In Borsa bisogna investire per un tempo sufficientemente lungo. E il denaro da destinare alle azioni non deve servire a breve termine alla famiglia. Da considerare inoltre che il tempo è una variabile importante, ma da sola non basta a decretare il successo dei propri investimenti.

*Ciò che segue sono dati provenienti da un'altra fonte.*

use index::{Embedder, GraphStore, RelationshipTriple, VectorStore};
use serde::{Deserialize, Serialize};
use std::collections::{HashMap, HashSet};
use std::sync::Arc;
use tracing::{debug, warn};

use crate::error::QueryError;

#[derive(Debug, Clone, Copy, Default, PartialEq, Eq, Serialize, Deserialize)]
#[serde(rename_all = "snake_case")]
pub enum RetrievalStrategy {
    /// Similarity search only.
    #[default]
    Vector,
    /// Similarity search, then bounded traversal from the matched chunks.
    #[serde(alias = "graph")]
    GraphAugmented,
}

#[derive(Debug, Clone, PartialEq, Serialize, Deserialize)]
pub struct RetrievedChunk {
    pub chunk_id: String,
    pub doc_id: String,
    pub source: String,
    pub text: String,
    pub score: f32,
}

#[derive(Debug, Clone, PartialEq, Serialize, Deserialize)]
pub struct RetrievalResult {
    pub strategy: RetrievalStrategy,
    pub chunks: Vec<RetrievedChunk>,
    /// Rendered `source - TYPE (details) -> target` lines, without duplicates.
    pub relationships: Vec<String>,
    pub context: String,
    /// Ids that matched in the vector index but have no chunk in the graph.
    #[serde(default, skip_serializing_if = "Vec::is_empty")]
    pub missing_chunks: Vec<String>,
}

/// Similarity hits resolved against the graph.
#[derive(Debug, Clone, PartialEq)]
pub struct VectorSearch {
    pub chunks: Vec<RetrievedChunk>,
    pub missing_chunks: Vec<String>,
}

pub struct Retriever {
    embedder: Arc<dyn Embedder>,
    vectors: Arc<dyn VectorStore>,
    graph: Arc<dyn GraphStore>,
    hop_bound: usize,
}

impl Retriever {
    pub fn new(
        embedder: Arc<dyn Embedder>,
        vectors: Arc<dyn VectorStore>,
        graph: Arc<dyn GraphStore>,
        hop_bound: usize,
    ) -> Self {
        Self {
            embedder,
            vectors,
            graph,
            hop_bound,
        }
    }

    /// Top `top_k` chunks by similarity to `query_text`, best first.
    ///
    /// Hits whose chunk is gone from the graph are listed in
    /// `missing_chunks` instead of being returned.
    pub async fn vector_search(
        &self,
        query_text: &str,
        top_k: usize,
    ) -> Result<VectorSearch, QueryError> {
        let query_embedding = self
            .embedder
            .embed(query_text)
            .await
            .map_err(QueryError::Embedding)?;

        let hits = self.vectors.query(&query_embedding, top_k).await?;
        let ids: Vec<String> = hits.iter().map(|h| h.chunk_id.clone()).collect();

        let mut records: HashMap<String, _> = self
            .graph
            .fetch_chunks(&ids)
            .await?
            .into_iter()
            .map(|record| (record.chunk_id.clone(), record))
            .collect();

        let mut chunks = Vec::with_capacity(hits.len());
        let mut missing_chunks = Vec::new();
        for hit in hits {
            match records.remove(&hit.chunk_id) {
                Some(record) => chunks.push(RetrievedChunk {
                    chunk_id: record.chunk_id,
                    doc_id: record.doc_id,
                    source: record.source,
                    text: record.text,
                    score: hit.score,
                }),
                None => {
                    warn!(chunk_id = %hit.chunk_id, "Indexed vector has no chunk in the graph");
                    missing_chunks.push(hit.chunk_id);
                }
            }
        }

        Ok(VectorSearch {
            chunks,
            missing_chunks,
        })
    }

    pub async fn retrieve(
        &self,
        query_text: &str,
        strategy: RetrievalStrategy,
        top_k: usize,
    ) -> Result<RetrievalResult, QueryError> {
        let VectorSearch {
            chunks,
            missing_chunks,
        } = self.vector_search(query_text, top_k).await?;

        let (relationships, context) = match strategy {
            RetrievalStrategy::Vector => (Vec::new(), build_vector_context(&chunks)),
            RetrievalStrategy::GraphAugmented => {
                let anchors: Vec<String> = chunks.iter().map(|c| c.chunk_id.clone()).collect();
                let triples = self
                    .graph
                    .expand_from_chunks(&anchors, self.hop_bound)
                    .await?;
                let relationships = dedupe_relationships(&triples);
                let context = build_graph_context(&chunks, &relationships);
                (relationships, context)
            }
        };

        debug!(
            strategy = ?strategy,
            chunks = chunks.len(),
            relationships = relationships.len(),
            missing = missing_chunks.len(),
            context_size = context.len(),
            "Retrieval finished"
        );

        Ok(RetrievalResult {
            strategy,
            chunks,
            relationships,
            context,
            missing_chunks,
        })
    }
}

/// Renders triples, keeping the first occurrence of each line.
pub fn dedupe_relationships(triples: &[RelationshipTriple]) -> Vec<String> {
    let mut seen = HashSet::new();
    triples
        .iter()
        .map(|t| t.to_string())
        .filter(|line| seen.insert(line.clone()))
        .collect()
}

fn build_vector_context(chunks: &[RetrievedChunk]) -> String {
    chunks
        .iter()
        .map(|c| c.text.as_str())
        .collect::<Vec<_>>()
        .join("\n\n")
}

fn build_graph_context(chunks: &[RetrievedChunk], relationships: &[String]) -> String {
    let mut context = String::new();

    context.push_str("RELEVANT TEXT CHUNKS:\n");
    for (i, chunk) in chunks.iter().enumerate() {
        context.push_str(&format!("[Chunk {}] {}\n\n", i + 1, chunk.text));
    }

    if !relationships.is_empty() {
        context.push_str("KEY RELATIONSHIPS:\n");
        for line in relationships {
            context.push_str(&format!("- {}\n", line));
        }
    }

    context
}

Quando si dispone di una somma di denaro che non dev’essere destinata ai consumi o quando è possibile sottrarre una fetta delle entrate alle spese di ogni giorno, e queste risorse restano disponibili per alcuni anni, allora le azioni diventano una soluzione da valutare. Sempre con cautela. In questi casi, infatti, il punto di partenza è capire se esista una tipologia d’investimento “asset class” che, almeno su archi di tempo molto lunghi, abbia la probabilità più alta di produrre il guadagno migliore anche in futuro.
E poiché, per usare una frase del grande investitore Warren Buffet, “Nel mondo delle borse lo specchietto retrovisore è sempre più nitido del parabrezza”, la storia viene in una variabile soccorso di chi deve svelare l’arcano. Scorrendo il passato degli investimenti finanziari, è facile convincersi che le azioni, su intervalli di tempo lunghissimi, possono offrire molto e, talvolta, anche più di ogni altra cosa.
Può trattarsi, però, di un’illusione ottica. Il tempo e l’attesa da soli non bastano. Vediamo perché. Quest’affermazione è figlia di alcuni studi empirici, tra i quali il libro del professor Jeremy Siegel, “Stocks for the long run”, rimane insuperato, anche se, dopo l’ultimo decennio, piuttosto malconcio. Siegel, nei panni del geologo dei mercati finanziari, ha esplorato interminabili gallerie, lunghe oltre 200 anni, di dati sulla Borsa, sui tassi d’interesse e su altre variabili finanziarie americane, arrivando ad affermare che, in media, le azioni hanno remunerato il capitale investito con un rendimento annuale vicino al 7,0% reale, cioè al netto dell’inflazione. Anche le ricerche della lbbotson Associates (società specializzata nella costruzione e nella gestione di portafogli d’investimento) su questo tema non sono meno interessanti, sebbene si basino su serie di dati che iniziano solo nel 1926.
Numeri tanto allettanti non possono che alimentare l’idea di concedere senza remore la propria fiducia agli investimenti azionari diversificati, limitandosi ad attendere con pazienza. I frutti arriveranno, praticamente, da soli. Le crisi delle borse, i mercati Orso, le correzioni degli indici e tutte le altre forme di tempeste finanziarie che possono venirci in mente o che abbiamo sperimentato in passato non solo non devono spaventarci, ma vanno colte come provvidenziali occasioni d’acquisto di merce di buona qualità in saldi, infatti il mercato può offrire occasioni estremamente interessanti proprio quando ha un pessimo aspetto. L’analisi del professor Siegel si riferisce essenzialmente alla Borsa americana. II “Global Investment Return Yearbook” di Credit Suisse ha dimostrato, invece, che tra il 1900 e il 2008 il rendimento reale medio dell’investimento azionario in Europa sarebbe stato di poco superiore al 4%.
Ripercorrendo quest’analisi, si può fare un altro esperimento, seppure in modo più artigianale, applicandolo all’intera vita (dicembre 1969 – dicembre 2010) dell’indice Morgan Stanley delle borse mondiali, espresso in valuta locale: in questo modo le performance ottenute non sono state influenzate dall’andamento dei tassi di cambio. Partendo dal dicembre 1969, si immagini che ogni mese abbiano avuto inizio quattro investimenti, rispettivamente con durata di 1, 5, 10 e 20 anni. Al 30 novembre del 2010, ideale capolinea di questa prova di laboratorio, si sono poi analizzati i dati dei risultati ottenuti dai 480 investimenti con durata di un solo anno; dai 432 con durata di 5; dai 372 a 10 e dai 252 con scadenza dopo 20 anni.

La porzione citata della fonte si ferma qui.